Question

How Much Coverage Do We Need For An Rna-Seq Experiment?

59

Entering edit mode

11.2 years ago

Obi Griffith 20k

I often get this question from collaborators and PIs trying to plan their experiments and budgets. How much coverage is sufficient for an RNA-seq experiment?

One problem with this question is that having a single meaningful coverage value is difficult for RNAseq. Any sample might have a different total amount of transcription, different numbers of transcribed genes/transcripts, different amount of transcriptome complexity (more or less alternate expression) and a different distribution of expression levels for those transcripts. Not to mention common confounding factors like 3' end-bias. All of these factors effectively alter the denominator for any overall coverage calculation. More useful metrics in my opinion are things like total number of reads (and percent of those which map to transcriptome) and total number of transcripts detected with at least X% of junctions with at least X coverage. We usually target at least 10k transcripts with at least 50% of their junctions with at least 10 or 20x coverage. That is approximately what we currently get from a single hiseq lane of 200-300M reads.

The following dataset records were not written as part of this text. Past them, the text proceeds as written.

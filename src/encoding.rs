//! Bincode encoding for the peer wire protocol.
//!
//! Messages are written as a self-describing Bincode object stream: one
//! serialized object per logical send, no explicit length framing. Bincode is
//! Rust-specific, but both ends of every connection run this crate, which is
//! all the stability we need.
//!
//! This wraps the bincode crate to pin down the options: we always use
//! `DefaultOptions` (variable-length integers), never the fixed-length
//! options that the top-level `bincode::serialize` functions confusingly
//! default to.

use crate::error::{Error, Result};

use bincode::Options as _;

/// Returns the Bincode options used for all encoding, initialized once.
fn options() -> &'static bincode::DefaultOptions {
    static OPTIONS: std::sync::OnceLock<bincode::DefaultOptions> = std::sync::OnceLock::new();
    OPTIONS.get_or_init(bincode::DefaultOptions::new)
}

/// Serializes a value to a byte vector.
pub fn serialize<T: serde::Serialize>(value: &T) -> Result<Vec<u8>> {
    Ok(options().serialize(value)?)
}

/// Deserializes a value from a byte slice.
pub fn deserialize<'de, T: serde::Deserialize<'de>>(bytes: &'de [u8]) -> Result<T> {
    Ok(options().deserialize(bytes)?)
}

/// Serializes a value directly into a writer, e.g. a TCP socket.
pub fn serialize_into<W: std::io::Write, T: serde::Serialize>(writer: W, value: &T) -> Result<()> {
    Ok(options().serialize_into(writer, value)?)
}

/// Deserializes the next value from a reader, or returns None if the reader
/// is cleanly closed. Connection resets count as clean closes too, since the
/// remote end closes sessions abruptly when reconfiguring.
pub fn maybe_deserialize_from<R: std::io::Read, T: serde::de::DeserializeOwned>(
    reader: R,
) -> Result<Option<T>> {
    match options().deserialize_from(reader) {
        Ok(value) => Ok(Some(value)),
        Err(err) => match *err {
            bincode::ErrorKind::Io(ref io_err) => match io_err.kind() {
                std::io::ErrorKind::UnexpectedEof
                | std::io::ErrorKind::ConnectionReset
                | std::io::ErrorKind::ConnectionAborted => Ok(None),
                _ => Err(Error::from(err)),
            },
            _ => Err(Error::from(err)),
        },
    }
}

#[cfg(test)]
mod tests {
    use super::*;

    #[test]
    fn roundtrip_through_reader() {
        let values = vec![(1u64, "a".to_string()), (u64::MAX, "b".to_string())];
        let mut buffer = Vec::new();
        for value in &values {
            serialize_into(&mut buffer, value).unwrap();
        }
        let mut reader = buffer.as_slice();
        let mut decoded = Vec::new();
        while let Some(value) = maybe_deserialize_from::<_, (u64, String)>(&mut reader).unwrap() {
            decoded.push(value);
        }
        assert_eq!(decoded, values);
    }

    #[test]
    fn eof_is_clean() {
        let mut reader: &[u8] = &[];
        assert_eq!(maybe_deserialize_from::<_, u64>(&mut reader).unwrap(), None);
    }
}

But, how much coverage is sufficient? It's even harder to answer this as it really depends on what you are hoping to accomplish. If you only need gene expression levels equivalent to say an Affymetrix gene expression array then it is probably more than sufficient. Same if you only want to validate variants in medium to highly expressed genes. But, I would argue that if that's all you want, then don't waste time/money with RNAseq. What we hope to get from RNA-seq are the above two items plus also confirm variants in lower expressed genes, get good estimates of expressed VAFs, identify lowly or rarely expressed tumor-specific isoforms, show significant differences between alternative splicing patterns, etc. For all these purposes, the one hiseq lane described above is just enough to get us started in my opinion. At present I think it is a good compromise between cost and benefit. But, as prices go down for sequencing we will want to increase it, not decrease it.

We recently found a known promoter mutation (TERT) in some tumors (HCC) we were studying. The mutation is predicted to increase binding of a transcription factor and has been shown to drive subtle but significant 2-4 fold increases in transcription. When we look at expression levels for this gene in RNAseq data we just barely detect it. In fact, the FPKM levels would normally be considered in the noise range. A typical filter of FPKM>1 across at least 20% of samples would eliminate this gene before even testing for a significant difference between normal/tumor or mutant/wildtype. This is a very important cancer gene, with a known mutation causing functional up-regulation that is almost undetectable at current depth levels if we don't already know to look for it! So, I argue that more depth is still needed (cost permitting). Would love to hear other people's thoughts on this.

rna-seq coverage • 78k views

ADD COMMENT • link 9.4 years ago by Obi Griffith 20k

1

Entering edit mode

One issue to keep in mind: some (many? most?) samples are dominated by reads from just one or a few genes. Since these genes take up a large fraction of your fixed supply of total reads, the rest of the genes get lower coverage as a result. For example, in blood samples, globin genes generally make up 50% or more of the total reads, leaving you with less than 50% of the reads for the rest of the transcriptome. Keep this in mind when deciding how many reads you need, your samples are known to be dominated by certain transcripts.

ADD REPLY • link 11.1 years ago by Ryan Thompson ★ 3.6k

1

Entering edit mode

Indeed. This falls under the topic of "different distribution of expression levels for those transcripts". While the overall shape of the distribution does change somewhat from sample to sample, it is I think always the case that you will "lose" a large fraction of your reads for a relatively small number of highly expressed genes. Its probably the single biggest reason why we need so many reads to properly cover the transcriptome. This effect can be mediated somewhat with cDNA capture or other strategies but that is probably a topic for another post.

ADD REPLY • link 11.1 years ago by Obi Griffith 20k

Giovanni M Dall'Olio · Answer 1 · 2013-03-02

Have you read the paper, "Standards, Guidelines and Best Practices for RNA-Seq" published by ENCODE? It may be helpful for you. There is a topic about sequencing depth as follow:

The amount of sequencing needed for a given sample is determined by

the goals of the experiment and the nature of the RNA sample.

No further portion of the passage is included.